折騰半天裝完一波後,翟修這才氣呼呼的坐了回去喝了口茶。
“罷了,老夫不與他一般計較,不管如何,這楚擎,應是為民除害,鬨便鬨吧,本官就讓他一次,就這一次,一次,就這一次!”
話音剛落,一個文吏跑了進來“大人,不好啦,千騎營那邊,又要狀告大普寺,讓咱刑部記錄在案,說誰求情就抓誰,刑部也不例外!”
翟修和屬官們都傻眼了,正堂內寂靜無聲。
足足過了好久,翟修霍然而起“楚擎,你欺人太甚!”
一語落畢,翟修邁步而走。
隻是這次,沒人攔著他了,然後…翟修就很尷尬,回頭和屬官們大眼瞪小眼,愣著乾什麼,快攔住本官啊。
屬官們無聲的歎了口氣。
累了,毀滅吧,沒意思。
大家已經沒工夫搭理翟修了,就是覺得累,心累。
邊關三道的世家子,不少人在朝中為官,抬頭不見低頭見的,刑部雖不是主審,卻要陪同,最後還要敲定罪證,所以說這事隻要沾上就算倒黴,送給彆人人情,楚擎不會放過自己,不給彆人情麵,官場上又不好做人。
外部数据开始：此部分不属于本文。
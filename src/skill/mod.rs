//! Skills — data-described sequences of tool calls.
//!
//! A skill is a list of steps, each naming a tool, a failure policy and an
//! input mapping that pulls parameters from literals, the caller's context or
//! earlier steps' results. Skills are plain data (usually `[skills.*]` tables
//! in `cloudgate.toml`) interpreted by the generic [`orchestrator`].

pub mod mapping;
pub mod orchestrator;

use std::collections::{BTreeMap, HashSet};

use serde::{Deserialize, Serialize};
use serde_json::Value;

use crate::error::GatewayError;
use crate::registry::ToolRegistry;

pub use orchestrator::{
    ProgressEvent, SkillHandle, SkillRequest, SkillRun, SkillStatus, StepInvoker, StepRecord,
};

/// What a step failure does to the rest of the run.
#[derive(Debug, Clone, Copy, PartialEq, Eq, Default, Serialize, Deserialize)]
#[serde(rename_all = "lowercase")]
pub enum StepPolicy {
    /// Failure aborts the skill.
    #[default]
    Required,
    /// Failure is recorded and the skill continues.
    Optional,
}

/// Where a step parameter comes from.
#[derive(Debug, Clone, PartialEq, Deserialize)]
#[serde(tag = "from", rename_all = "lowercase")]
pub enum InputSource {
    /// A fixed value.
    Literal { value: Value },
    /// A JSON pointer into the skill's initial parameters.
    Context {
        #[serde(default)]
        path: String,
    },
    /// A JSON pointer into an earlier step's result data.
    Step {
        step: String,
        #[serde(default)]
        path: String,
    },
}

impl InputSource {
    pub fn literal(value: Value) -> Self {
        InputSource::Literal { value }
    }

    pub fn context(path: &str) -> Self {
        InputSource::Context {
            path: path.to_string(),
        }
    }

    pub fn step(step: &str, path: &str) -> Self {
        InputSource::Step {
            step: step.to_string(),
            path: path.to_string(),
        }
    }

    fn path(&self) -> Option<&str> {
        match self {
            InputSource::Literal { .. } => None,
            InputSource::Context { path } | InputSource::Step { path, .. } => Some(path),
        }
    }
}

/// One step of a skill.
#[derive(Debug, Clone, PartialEq, Deserialize)]
#[serde(deny_unknown_fields)]
pub struct SkillStep {
    /// Key for this step's data in the composite result. Defaults to `tool`.
    #[serde(default)]
    pub id: Option<String>,
    /// Tool name in any accepted surface form.
    pub tool: String,
    #[serde(default)]
    pub policy: StepPolicy,
    /// Progress label reported when this step completes.
    #[serde(default)]
    pub phase: Option<String>,
    /// Recommendation template used when this step fails.
    #[serde(default)]
    pub on_failure: Option<String>,
    #[serde(default)]
    pub inputs: BTreeMap<String, InputSource>,
}

impl SkillStep {
    /// A REQUIRED step calling `tool`.
    pub fn required(tool: &str) -> Self {
        SkillStep {
            id: None,
            tool: tool.to_string(),
            policy: StepPolicy::Required,
            phase: None,
            on_failure: None,
            inputs: BTreeMap::new(),
        }
    }

    /// An OPTIONAL step calling `tool`.
    pub fn optional(tool: &str) -> Self {
        SkillStep {
            policy: StepPolicy::Optional,
            ..SkillStep::required(tool)
        }
    }

    pub fn with_id(mut self, id: &str) -> Self {
        self.id = Some(id.to_string());
        self
    }

    pub fn with_phase(mut self, phase: &str) -> Self {
        self.phase = Some(phase.to_string());
        self
    }

    pub fn on_failure(mut self, template: &str) -> Self {
        self.on_failure = Some(template.to_string());
        self
    }

    pub fn input(mut self, param: &str, source: InputSource) -> Self {
        self.inputs.insert(param.to_string(), source);
        self
    }

    pub fn id(&self) -> &str {
        self.id.as_deref().unwrap_or(&self.tool)
    }

    pub fn phase_label(&self) -> String {
        self.phase
            .clone()
            .unwrap_or_else(|| format!("running {}", self.tool))
    }
}

/// A named, ordered list of steps.
#[derive(Debug, Clone, PartialEq, Deserialize)]
#[serde(deny_unknown_fields)]
pub struct SkillDefinition {
    /// Filled from the `[skills.<name>]` key when loaded from config.
    #[serde(skip)]
    pub name: String,
    pub title: String,
    #[serde(default)]
    pub description: Option<String>,
    pub steps: Vec<SkillStep>,
}

impl SkillDefinition {
    pub fn new(name: &str, title: &str) -> Self {
        SkillDefinition {
            name: name.to_string(),
            title: title.to_string(),
            description: None,
            steps: Vec::new(),
        }
    }

    pub fn with_description(mut self, description: &str) -> Self {
        self.description = Some(description.to_string());
        self
    }

    pub fn step(mut self, step: SkillStep) -> Self {
        self.steps.push(step);
        self
    }

    /// Whether any step resolves to a mutating tool.
    pub fn is_mutating(&self, registry: &ToolRegistry) -> bool {
        self.steps
            .iter()
            .filter_map(|s| registry.resolve(&s.tool).ok())
            .any(|t| t.is_mutating())
    }

    /// Check the skill against the registry before first use.
    ///
    /// Rules:
    /// 1. The skill has a name, at least one step, and its name is not a tool name or alias
    /// 2. Every step's tool resolves
    /// 3. Step ids are unique within the skill
    /// 4. Mapped parameters exist in the tool's schema
    /// 5. `step` sources refer to an earlier step; pointers are empty or start with `/`
    /// 6. `on_failure` templates use only known placeholders
    pub fn validate(&self, registry: &ToolRegistry) -> crate::Result<()> {
        let invalid = |reason: String| GatewayError::InvalidConfig(self.name.clone(), reason);

        if self.name.is_empty() {
            return Err(invalid("skill name must be non-empty".to_string()));
        }
        if registry.contains(&self.name) {
            return Err(GatewayError::DuplicateName(self.name.clone()));
        }
        if self.steps.is_empty() {
            return Err(invalid("skill has no steps".to_string()));
        }

        let mut seen: HashSet<&str> = HashSet::new();
        for step in &self.steps {
            let tool = registry.resolve(&step.tool).map_err(|_| {
                invalid(format!(
                    "step '{}' references unknown tool '{}'",
                    step.id(),
                    step.tool
                ))
            })?;

            for (param, source) in &step.inputs {
                if !tool.schema().contains(param) {
                    return Err(invalid(format!(
                        "step '{}' maps '{}', which tool '{}' does not declare",
                        step.id(),
                        param,
                        tool.name()
                    )));
                }
                if let InputSource::Step { step: from, .. } = source {
                    if !seen.contains(from.as_str()) {
                        return Err(invalid(format!(
                            "step '{}' reads from '{}', which is not an earlier step",
                            step.id(),
                            from
                        )));
                    }
                }
                if let Some(path) = source.path() {
                    if !path.is_empty() && !path.starts_with('/') {
                        return Err(invalid(format!(
                            "step '{}' input '{}' has invalid pointer '{}'",
                            step.id(),
                            param,
                            path
                        )));
                    }
                }
            }

            if let Some(template) = &step.on_failure {
                mapping::check_template(template).map_err(|placeholder| {
                    invalid(format!(
                        "step '{}' on_failure uses unknown placeholder '{{{}}}'",
                        step.id(),
                        placeholder
                    ))
                })?;
            }

            if !seen.insert(step.id()) {
                return Err(invalid(format!("duplicate step id '{}'", step.id())));
            }
        }
        Ok(())
    }
}

#[cfg(test)]
mod tests {
    use super::*;
    use crate::capability::Capability;
    use crate::registry::ToolDescriptor;
    use crate::schema::{ParamSchema, ParamSpec, ParamType};
    use crate::test_support::CountingOp;
    use serde_json::json;

    fn registry() -> ToolRegistry {
        let schema = ParamSchema::compile(
            "compute_list_instances",
            vec![("region".to_string(), ParamSpec::new(ParamType::String))],
        )
        .unwrap();
        let mut builder = ToolRegistry::builder();
        builder
            .register(ToolDescriptor::new(
                "compute",
                "list-instances",
                "List instances",
                schema,
                Capability::query(CountingOp::ok(json!([]))),
            ))
            .unwrap();
        builder
            .register(ToolDescriptor::new(
                "cost",
                "get-budget",
                "Get budget",
                ParamSchema::empty(),
                Capability::query(CountingOp::ok(json!({}))),
            ))
            .unwrap();
        builder.build()
    }

    fn reason(err: GatewayError) -> String {
        match err {
            GatewayError::InvalidConfig(_, reason) => reason,
            other => panic!("expected InvalidConfig, got {other:?}"),
        }
    }

    #[test]
    fn test_valid_skill_passes() {
        let skill = SkillDefinition::new("inventory", "Inventory")
            .step(
                SkillStep::required("compute:list-instances")
                    .with_id("instances")
                    .input("region", InputSource::context("/region")),
            )
            .step(SkillStep::optional("cost_get_budget"));
        skill.validate(&registry()).unwrap();
    }

    #[test]
    fn test_unknown_tool_rejected() {
        let skill = SkillDefinition::new("broken", "Broken").step(SkillStep::required("foo:bar"));
        let err = skill.validate(&registry()).unwrap_err();
        assert!(reason(err).contains("unknown tool 'foo:bar'"));
    }

    #[test]
    fn test_duplicate_step_id_rejected() {
        let skill = SkillDefinition::new("twice", "Twice")
            .step(SkillStep::required("cost_get_budget"))
            .step(SkillStep::optional("cost:get-budget").with_id("cost_get_budget"));
        let err = skill.validate(&registry()).unwrap_err();
        assert!(reason(err).contains("duplicate step id"));
    }

    #[test]
    fn test_forward_step_reference_rejected() {
        let skill = SkillDefinition::new("forward", "Forward")
            .step(
                SkillStep::required("compute_list_instances")
                    .input("region", InputSource::step("budget", "/region")),
            )
            .step(SkillStep::required("cost_get_budget").with_id("budget"));
        let err = skill.validate(&registry()).unwrap_err();
        assert!(reason(err).contains("not an earlier step"));
    }

    #[test]
    fn test_undeclared_mapped_param_rejected() {
        let skill = SkillDefinition::new("extra", "Extra").step(
            SkillStep::required("cost_get_budget").input("month", InputSource::literal(json!("01"))),
        );
        let err = skill.validate(&registry()).unwrap_err();
        assert!(reason(err).contains("does not declare"));
    }

    #[test]
    fn test_bad_pointer_and_template_rejected() {
        let skill = SkillDefinition::new("pointer", "Pointer").step(
            SkillStep::required("compute_list_instances")
                .input("region", InputSource::context("region")),
        );
        assert!(reason(skill.validate(&registry()).unwrap_err()).contains("invalid pointer"));

        let skill = SkillDefinition::new("template", "Template")
            .step(SkillStep::required("cost_get_budget").on_failure("check {account}"));
        assert!(reason(skill.validate(&registry()).unwrap_err()).contains("{account}"));
    }

    #[test]
    fn test_skill_name_collides_with_tool() {
        let skill = SkillDefinition::new("cost:get-budget", "Clash")
            .step(SkillStep::required("cost_get_budget"));
        assert!(matches!(
            skill.validate(&registry()),
            Err(GatewayError::DuplicateName(name)) if name == "cost:get-budget"
        ));
    }

    #[test]
    fn test_empty_skill_rejected() {
        let skill = SkillDefinition::new("empty", "Empty");
        assert!(reason(skill.validate(&registry()).unwrap_err()).contains("no steps"));
    }

    #[test]
    fn test_step_deserializes_from_toml() {
        let step: SkillStep = toml::from_str(
            r#"
            id = "budget"
            tool = "cost:get-budget"
            policy = "optional"
            inputs.account = { from = "step", step = "identity", path = "/account" }
            inputs.month = { from = "literal", value = "2024-01" }
            "#,
        )
        .unwrap();
        assert_eq!(step.id(), "budget");
        assert_eq!(step.policy, StepPolicy::Optional);
        assert_eq!(
            step.inputs["account"],
            InputSource::step("identity", "/account")
        );
        assert_eq!(step.inputs["month"], InputSource::literal(json!("2024-01")));
        assert_eq!(step.phase_label(), "running cost:get-budget");
    }
}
這也就算了,結果現在又搞出個大普寺,要知道不少朝臣都禮佛,尤其是那些致仕的老大人,也不知道是退休後心虛了怕不得好死還是怎麼的,年輕的時候不信佛,貪了一輩子,到老了才開始信佛,楚擎狀告大普寺,不知又要惹怒多少人。
翟修倒是不信佛,卻知乾係重大,連忙問道“那楚擎瘋了不成,為何要狀告大普寺?”
“不知,隻是來了探馬知會一聲。”
翟修看向大家,大家也是麵麵相覷,互相看了半天,最後索性也不想了,沒什麼可想了,楚擎發瘋,基本上沒什麼理由,至少大家覺得他的理由不是理由,何必去深究,走一步看一步吧。
除了刑部,大理寺也要參與,大理寺這邊的代表是大舅哥。
陶少章起了個大早,洗漱之後鍛煉鍛煉身體打打樹,吃了口飯,哼著小曲,輕裝上陣,就拎著個書框,來到了府外。
陶瑸也起個大早,送到門口“章兒,定要記得,一切以你妹夫為主,不可強出頭,也不可讓你妹夫難做。”
“爹安心就是,妹夫眼裡揉不得沙子,與孩兒性子相同,孩兒豈會讓妹夫難做。”
陶瑸搖了搖頭“不,你還是不懂為父的意思。”
“爹的意思是?”
陶瑸思考了一下,也不知道該怎麼說。
他想表達的意思就是你陶少章躺平就行,躺著躺著就可以躺贏了,千萬彆插手,插手就是搗亂。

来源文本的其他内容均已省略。